Learning Expectations:
- Determine the theoretical probability of an outcome in a probability experiment, and use it to predict the frequency of the outcome.
- Demonstrate an understanding of relationships involving percent.
- Represent the probability of an event using a value from the range 0 to 1.
- Predict the frequency of an outcome of a simple probability experiment or game, by calculating and using the theoretical probability of that outcome.
- Estimate quantities using benchmarks of 10%, 25%, 50%, 75%, and 100%.
Prepare a flexible plan sequencing learning experiences:1. Introductory Lesson: Explore – What is probability?
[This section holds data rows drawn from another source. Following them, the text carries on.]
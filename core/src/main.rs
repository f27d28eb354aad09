/// Notification watcher - Main entry point
use notify_core::push::WsTransport;
use notify_core::{
    badge_label, Config, CookieJar, HttpSnapshotClient, Identity, NotificationSession, SessionDeps,
};
use std::env;
use std::sync::Arc;
use tokio::signal;
use tracing::{error, info, warn};
use tracing_subscriber::EnvFilter;

#[tokio::main]
async fn main() -> anyhow::Result<()> {
    // Initialize tracing
    tracing_subscriber::fmt()
        .with_env_filter(
            EnvFilter::try_from_default_env()
                .unwrap_or_else(|_| EnvFilter::new("info"))
        )
        .init();

    // Parse configuration
    let args: Vec<String> = env::args().collect();
    let config = Config::from_args(&args)
        .map_err(|e| anyhow::anyhow!("Configuration error: {}", e))?;
    let user_id = config
        .user_id
        .clone()
        .ok_or_else(|| anyhow::anyhow!("Configuration error: missing user id"))?;

    let credentials = Arc::new(CookieJar::new(config.cookie.clone().unwrap_or_default()));
    let deps = SessionDeps {
        snapshot: Arc::new(HttpSnapshotClient::new(&config, credentials.clone())),
        transport: Arc::new(WsTransport),
        credentials,
    };

    info!("🔔 Starting notification watcher");
    info!("   User: {} ({})", user_id, config.role);
    info!("   API: {}", config.api_base_url);
    info!("   Push: {}", config.push_url(&user_id));

    let session = NotificationSession::start(Identity::new(user_id, config.role), &config, deps).await;
    let mut view = session.handle().watch();

    let watch_task = tokio::spawn(async move {
        while view.changed().await.is_ok() {
            let current = view.borrow_and_update().clone();
            info!(
                "Unread: {} (badge {}), {} notifications, {} unread messages",
                current.unread,
                badge_label(current.unread).unwrap_or_else(|| "-".to_string()),
                current.notifications.len(),
                current.conversation_total()
            );
            if let Some(notice) = &current.notice {
                warn!("{}", notice);
            }
        }
    });

    wait_for_shutdown().await;
    info!("Shutdown signal received, closing session...");

    let stats = session.shutdown().await;
    if let Err(e) = watch_task.await {
        error!("View watcher failed: {}", e);
    }
    if let Some(stats) = stats {
        info!(
            "Push connection: {} opens, {} reconnects, {} delivered, {} dropped",
            stats.open_attempts, stats.reconnects_scheduled, stats.frames_delivered, stats.frames_dropped
        );
    }

    info!("Watcher stopped");
    Ok(())
}

/// Wait for Ctrl+C or SIGTERM
async fn wait_for_shutdown() {
    let ctrl_c = async {
        match signal::ctrl_c().await {
            Ok(()) => info!("Ctrl+C received"),
            Err(e) => {
                error!("Failed to listen for Ctrl+C: {}", e);
                std::future::pending::<()>().await;
            }
        }
    };

    #[cfg(unix)]
    let terminate = async {
        match signal::unix::signal(signal::unix::SignalKind::terminate()) {
            Ok(mut sigterm) => {
                sigterm.recv().await;
                info!("SIGTERM received");
            }
            Err(e) => {
                error!("Failed to install SIGTERM handler: {}", e);
                std::future::pending::<()>().await;
            }
        }
    };

    #[cfg(not(unix))]
    let terminate = std::future::pending::<()>();

    tokio::select! {
        _ = ctrl_c => {},
        _ = terminate => {},
    }
}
Students play Lucky 7 and begin to calculate the probability of winning for each player. Pg’s 388 – 389.2. Pg’s 390 – 391. Activity – Which game are you more likely to win? Students are offered a choice of two games. They are asked which game they are more likely to win. 3. Pg’s 392 – 393. Activity – Coin Flipping, students forming circles, spinning bottles and determining probability of bottle landing on either a girl or boy. 4. Pg’s 394 – 397. Maze Activity. Create a maze with paths leading to each desk grouping using masking tape. Either prizes or a performance activity will be waiting at each grouping. -What is the probability of winning a prize in this maze? 5. Pg’s 400 – 401. Activity – Game with dice. Students choose which player they would like to be in order to win this game of probability. 6. Pg’s 402 – 403. Activity – Drawing Tree Diagrams. Culminating Lesson: Pg’s 404 – 405. Dance Activity. Students create Board Game for culminating task. |
Decide how you will organize your space:Desk groupings around the room. |
Decide how you will adapt and modify your plans for specific students:Students working at the grade 5 level will use their Math Quest 5 books for any textbook work. Students needing an extra challenge will be assigned corresponding lesson questions from the Skills and Problem Banks (407 – 410) |
Decide on homework tasks:*Any work assigned that is not completed in class. *Culminating Task (Create a Board Game) |
Decide how you will communicate with parents:Through signed planners. Phone calls home if necessary. |
Decide how you will celebrate the learning:We will celebrate the learning by having the students play each others board games. |
Board Game Culminating Task
Your Name: _______________________
Group Member Names
- _______________________
- _______________________
- _______________________
- _______________________
Your task is to design a Board Game.
As a Group you will hand in the following:
[ ] Completed Board Game
[ ] Good copy of Instructions/ Rules
[ ] Good copy of your probability question with Tree Diagram, Experiment, and all questions answered.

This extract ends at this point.